Task brief - Could you retype every line of the data underneath without altering anything?

Records shown -
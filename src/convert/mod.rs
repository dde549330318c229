pub mod resample;
pub mod sink;

use crate::audio::{AudioStream, DecodeError, isolate_panic};
use crate::scanner::standardize_path;
use rayon::prelude::*;
use resample::StreamResampler;
use sink::{FrameSink, Mp3Sink, WavSink};
use std::path::{Component, Path, PathBuf};
use thiserror::Error;

#[derive(Error, Debug)]
pub enum ConvertError {
    #[error("Cannot open source {path}: {source}")]
    Open { path: String, source: DecodeError },
    #[error("Decode error: {0}")]
    Decode(#[from] DecodeError),
    #[error("Encode error: {0}")]
    Encode(String),
    #[error("Resample error: {0}")]
    Resample(String),
    #[error("Destination is the source file {0}")]
    SameFile(String),
    #[error("Decoder panicked on {0}")]
    Panicked(String),
    #[error("IO error: {0}")]
    Io(#[from] std::io::Error),
}

#[derive(Debug, Clone, Copy, PartialEq, Eq, Default, clap::ValueEnum)]
pub enum TargetFormat {
    #[default]
    Wav,
    Mp3,
}

impl TargetFormat {
    pub fn extension(&self) -> &'static str {
        match self {
            Self::Wav => "wav",
            Self::Mp3 => "mp3",
        }
    }
}

#[derive(Debug, Clone, Copy, PartialEq, Eq, Default)]
pub enum WavBitDepth {
    #[default]
    Sixteen,
    TwentyFour,
    ThirtyTwo,
}

impl WavBitDepth {
    pub fn from_bits(bits: u16) -> Option<Self> {
        match bits {
            16 => Some(Self::Sixteen),
            24 => Some(Self::TwentyFour),
            32 => Some(Self::ThirtyTwo),
            _ => None,
        }
    }

    pub fn bits(&self) -> u16 {
        match self {
            Self::Sixteen => 16,
            Self::TwentyFour => 24,
            Self::ThirtyTwo => 32,
        }
    }
}

#[derive(Debug, Clone, Copy, PartialEq, Eq, Default)]
pub enum WavSampleRate {
    #[default]
    Hz44100,
    Hz48000,
}

impl WavSampleRate {
    pub fn from_hz(hz: u32) -> Option<Self> {
        match hz {
            44100 => Some(Self::Hz44100),
            48000 => Some(Self::Hz48000),
            _ => None,
        }
    }

    pub fn hz(&self) -> u32 {
        match self {
            Self::Hz44100 => 44100,
            Self::Hz48000 => 48000,
        }
    }
}

/// Target format plus the WAV-only parameters. MP3 ignores the WAV fields
/// and keeps the source's rate and channel count.
#[derive(Debug, Clone, Copy, PartialEq, Eq, Default)]
pub struct ConvertOptions {
    pub format: TargetFormat,
    pub wav_bit_depth: WavBitDepth,
    pub wav_sample_rate: WavSampleRate,
}

impl ConvertOptions {
    pub fn wav(bit_depth: WavBitDepth, sample_rate: WavSampleRate) -> Self {
        Self {
            format: TargetFormat::Wav,
            wav_bit_depth: bit_depth,
            wav_sample_rate: sample_rate,
        }
    }

    pub fn mp3() -> Self {
        Self {
            format: TargetFormat::Mp3,
            ..Default::default()
        }
    }
}

/// `<dest_dir>/<source stem>.<ext>`.
pub fn destination_path(source: &Path, dest_dir: &Path, format: TargetFormat) -> Option<PathBuf> {
    let stem = source.file_stem()?;
    let mut name = stem.to_os_string();
    name.push(".");
    name.push(format.extension());
    Some(dest_dir.join(name))
}

/// Stream-convert one file. Any existing file at the destination is replaced,
/// unless it resolves to the source itself.
///
/// On failure the partially written destination is removed.
pub fn convert(source: &Path, dest_dir: &Path, opts: ConvertOptions) -> Result<PathBuf, ConvertError> {
    let destination = destination_path(source, dest_dir, opts.format)
        .ok_or_else(|| ConvertError::Encode(format!("no file name in {}", source.display())))?;

    let opened = isolate_panic(source, || AudioStream::open(source))
        .ok_or_else(|| ConvertError::Panicked(source.display().to_string()))?;
    let mut stream = opened.map_err(|e| ConvertError::Open {
        path: source.display().to_string(),
        source: e,
    })?;

    if resolve_future_path(&destination) == standardize_path(source) {
        return Err(ConvertError::SameFile(source.display().to_string()));
    }
    std::fs::create_dir_all(dest_dir)?;

    let result = isolate_panic(source, || stream_into(&mut stream, &destination, opts))
        .unwrap_or_else(|| Err(ConvertError::Panicked(source.display().to_string())));
    match result {
        Ok(frames) => {
            log::debug!("Converted {} ({} frames) -> {}", source.display(), frames, destination.display());
            Ok(destination)
        }
        Err(e) => {
            std::fs::remove_file(&destination).ok();
            Err(e)
        }
    }
}

/// Where `path` will point once its missing directories exist: the deepest
/// existing ancestor is canonicalized and the rest applied lexically.
fn resolve_future_path(path: &Path) -> PathBuf {
    let absolute = std::path::absolute(path).unwrap_or_else(|_| path.to_path_buf());
    let mut existing = absolute.as_path();
    let mut tail = Vec::new();
    loop {
        if let Ok(mut resolved) = std::fs::canonicalize(existing) {
            for component in tail.iter().rev() {
                match component {
                    Component::ParentDir => {
                        resolved.pop();
                    }
                    Component::CurDir => {}
                    other => resolved.push(other.as_os_str()),
                }
            }
            return resolved;
        }
        match (existing.parent(), existing.components().next_back()) {
            (Some(parent), Some(last)) => {
                tail.push(last);
                existing = parent;
            }
            _ => return absolute,
        }
    }
}

/// Copy decoded chunks into a new sink until the source is exhausted.
/// Returns the number of source frames read.
fn stream_into(
    stream: &mut AudioStream,
    destination: &Path,
    opts: ConvertOptions,
) -> Result<u64, ConvertError> {
    // The first chunk pins down the channel count for containers that omit it
    let first = stream.read_chunk()?.to_vec();
    let channels = stream
        .channels()
        .filter(|&c| c > 0)
        .ok_or_else(|| ConvertError::Decode(DecodeError::Decode("unknown channel count".into())))?;
    let native_rate = stream
        .info()
        .sample_rate
        .ok_or_else(|| ConvertError::Decode(DecodeError::Decode("unknown sample rate".into())))?;

    let mut resampler = None;
    let mut sink: Box<dyn FrameSink> = match opts.format {
        TargetFormat::Wav => {
            let rate = opts.wav_sample_rate.hz();
            if rate != native_rate {
                resampler = Some(StreamResampler::new(native_rate, rate, channels)?);
            }
            Box::new(WavSink::create(destination, channels as u16, rate, opts.wav_bit_depth)?)
        }
        TargetFormat::Mp3 => Box::new(Mp3Sink::create(destination, channels as u16, native_rate)?),
    };

    let mut frames = 0u64;
    let mut chunk = first;
    while !chunk.is_empty() {
        frames += (chunk.len() / channels) as u64;
        match resampler.as_mut() {
            Some(rs) => sink.write(&rs.push(&chunk)?)?,
            None => sink.write(&chunk)?,
        }
        chunk.clear();
        chunk.extend_from_slice(stream.read_chunk()?);
    }
    if let Some(rs) = resampler.as_mut() {
        sink.write(&rs.finish()?)?;
    }
    sink.finish()?;

    Ok(frames)
}

/// Convert every source independently and in parallel.
///
/// A failure is logged and affects only its own file; the returned list holds
/// the destinations that were written.
pub fn convert_batch(sources: &[PathBuf], dest_dir: &Path, opts: ConvertOptions) -> Vec<PathBuf> {
    let results: Vec<_> = sources
        .par_iter()
        .map(|source| (source, convert(source, dest_dir, opts)))
        .collect();

    let mut written = Vec::new();
    for (source, result) in results {
        match result {
            Ok(path) => written.push(path),
            Err(e) => log::warn!("Conversion failed for {}: {}", source.display(), e),
        }
    }
    log::info!("Converted {} of {} files", written.len(), sources.len());
    written
}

Solution for this problem -
filename src/convert/mod.rs
repository dde549330318c229
pub mod resample;
pub mod sink;

use crate::audio::{AudioStream, DecodeError, isolate_panic};
use crate::scanner::standardize_path;
use rayon::prelude::*;
use resample::StreamResampler;
use sink::{FrameSink, Mp3Sink, WavSink};
use std::path::{Component, Path, PathBuf};
use thiserror::Error;

#[derive(Error, Debug)]
pub enum ConvertError {
    #[error("Cannot open source {path}: {source}")]
    Open { path: String, source: DecodeError },
    #[error("Decode error: {0}")]
    Decode(#[from] DecodeError),
    #[error("Encode error: {0}")]
    Encode(String),
    #[error("Resample error: {0}")]
    Resample(String),
    #[error("Destination is the source file {0}")]
    SameFile(String),
    #[error("Decoder panicked on {0}")]
    Panicked(String),
    #[error("IO error: {0}")]
    Io(#[from] std::io::Error),
}

#[derive(Debug, Clone, Copy, PartialEq, Eq, Default, clap::ValueEnum)]
pub enum TargetFormat {
    #[default]
    Wav,
    Mp3,
}

impl TargetFormat {
    pub fn extension(&self) -> &'static str {
        match self {
            Self::Wav => "wav",
            Self::Mp3 => "mp3",
        }
    }
}

#[derive(Debug, Clone, Copy, PartialEq, Eq, Default)]
pub enum WavBitDepth {
    #[default]
    Sixteen,
    TwentyFour,
    ThirtyTwo,
}

impl WavBitDepth {
    pub fn from_bits(bits: u16) -> Option<Self> {
        match bits {
            16 => Some(Self::Sixteen),
            24 => Some(Self::TwentyFour),
            32 => Some(Self::ThirtyTwo),
            _ => None,
        }
    }

    pub fn bits(&self) -> u16 {
        match self {
            Self::Sixteen => 16,
            Self::TwentyFour => 24,
            Self::ThirtyTwo => 32,
        }
    }
}

#[derive(Debug, Clone, Copy, PartialEq, Eq, Default)]
pub enum WavSampleRate {
    #[default]
    Hz44100,
    Hz48000,
}

impl WavSampleRate {
    pub fn from_hz(hz: u32) -> Option<Self> {
        match hz {
            44100 => Some(Self::Hz44100),
            48000 => Some(Self::Hz48000),
            _ => None,
        }
    }

    pub fn hz(&self) -> u32 {
        match self {
            Self::Hz44100 => 44100,
            Self::Hz48000 => 48000,
        }
    }
}

/// Target format plus the WAV-only parameters. MP3 ignores the WAV fields
/// and keeps the source's rate and channel count.
#[derive(Debug, Clone, Copy, PartialEq, Eq, Default)]
pub struct ConvertOptions {
    pub format: TargetFormat,
    pub wav_bit_depth: WavBitDepth,
    pub wav_sample_rate: WavSampleRate,
}

impl ConvertOptions {
    pub fn wav(bit_depth: WavBitDepth, sample_rate: WavSampleRate) -> Self {
        Self {
            format: TargetFormat::Wav,
            wav_bit_depth: bit_depth,
            wav_sample_rate: sample_rate,
        }
    }

    pub fn mp3() -> Self {
        Self {
            format: TargetFormat::Mp3,
            ..Default::default()
        }
    }
}

/// `<dest_dir>/<source stem>.<ext>`.
pub fn destination_path(source: &Path, dest_dir: &Path, format: TargetFormat) -> Option<PathBuf> {
    let stem = source.file_stem()?;
    let mut name = stem.to_os_string();
    name.push(".");
    name.push(format.extension());
    Some(dest_dir.join(name))
}

/// Stream-convert one file. Any existing file at the destination is replaced,
/// unless it resolves to the source itself.
///
/// On failure the partially written destination is removed.
pub fn convert(source: &Path, dest_dir: &Path, opts: ConvertOptions) -> Result<PathBuf, ConvertError> {
    let destination = destination_path(source, dest_dir, opts.format)
        .ok_or_else(|| ConvertError::Encode(format!("no file name in {}", source.display())))?;

    let opened = isolate_panic(source, || AudioStream::open(source))
        .ok_or_else(|| ConvertError::Panicked(source.display().to_string()))?;
    let mut stream = opened.map_err(|e| ConvertError::Open {
        path: source.display().to_string(),
        source: e,
    })?;

    if resolve_future_path(&destination) == standardize_path(source) {
        return Err(ConvertError::SameFile(source.display().to_string()));
    }
    std::fs::create_dir_all(dest_dir)?;

    let result = isolate_panic(source, || stream_into(&mut stream, &destination, opts))
        .unwrap_or_else(|| Err(ConvertError::Panicked(source.display().to_string())));
    match result {
        Ok(frames) => {
            log::debug!("Converted {} ({} frames) -> {}", source.display(), frames, destination.display());
            Ok(destination)
        }
        Err(e) => {
            std::fs::remove_file(&destination).ok();
            Err(e)
        }
    }
}

/// Where `path` will point once its missing directories exist: the deepest
/// existing ancestor is canonicalized and the rest applied lexically.
fn resolve_future_path(path: &Path) -> PathBuf {
    let absolute = std::path::absolute(path).unwrap_or_else(|_| path.to_path_buf());
    let mut existing = absolute.as_path();
    let mut tail = Vec::new();
    loop {
        if let Ok(mut resolved) = std::fs::canonicalize(existing) {
            for component in tail.iter().rev() {
                match component {
                    Component::ParentDir => {
                        resolved.pop();
                    }
                    Component::CurDir => {}
                    other => resolved.push(other.as_os_str()),
                }
            }
            return resolved;
        }
        match (existing.parent(), existing.components().next_back()) {
            (Some(parent), Some(last)) => {
                tail.push(last);
                existing = parent;
            }
            _ => return absolute,
        }
    }
}

/// Copy decoded chunks into a new sink until the source is exhausted.
/// Returns the number of source frames read.
fn stream_into(
    stream: &mut AudioStream,
    destination: &Path,
    opts: ConvertOptions,
) -> Result<u64, ConvertError> {
    // The first chunk pins down the channel count for containers that omit it
    let first = stream.read_chunk()?.to_vec();
    let channels = stream
        .channels()
        .filter(|&c| c > 0)
        .ok_or_else(|| ConvertError::Decode(DecodeError::Decode("unknown channel count".into())))?;
    let native_rate = stream
        .info()
        .sample_rate
        .ok_or_else(|| ConvertError::Decode(DecodeError::Decode("unknown sample rate".into())))?;

    let mut resampler = None;
    let mut sink: Box<dyn FrameSink> = match opts.format {
        TargetFormat::Wav => {
            let rate = opts.wav_sample_rate.hz();
            if rate != native_rate {
                resampler = Some(StreamResampler::new(native_rate, rate, channels)?);
            }
            Box::new(WavSink::create(destination, channels as u16, rate, opts.wav_bit_depth)?)
        }
        TargetFormat::Mp3 => Box::new(Mp3Sink::create(destination, channels as u16, native_rate)?),
    };

    let mut frames = 0u64;
    let mut chunk = first;
    while !chunk.is_empty() {
        frames += (chunk.len() / channels) as u64;
        match resampler.as_mut() {
            Some(rs) => sink.write(&rs.push(&chunk)?)?,
            None => sink.write(&chunk)?,
        }
        chunk.clear();
        chunk.extend_from_slice(stream.read_chunk()?);
    }
    if let Some(rs) = resampler.as_mut() {
        sink.write(&rs.finish()?)?;
    }
    sink.finish()?;

    Ok(frames)
}

/// Convert every source independently and in parallel.
///
/// A failure is logged and affects only its own file; the returned list holds
/// the destinations that were written.
pub fn convert_batch(sources: &[PathBuf], dest_dir: &Path, opts: ConvertOptions) -> Vec<PathBuf> {
    let results: Vec<_> = sources
        .par_iter()
        .map(|source| (source, convert(source, dest_dir, opts)))
        .collect();

    let mut written = Vec::new();
    for (source, result) in results {
        match result {
            Ok(path) => written.push(path),
            Err(e) => log::warn!("Conversion failed for {}: {}", source.display(), e),
        }
    }
    log::info!("Converted {} of {} files", written.len(), sources.len());
    written
}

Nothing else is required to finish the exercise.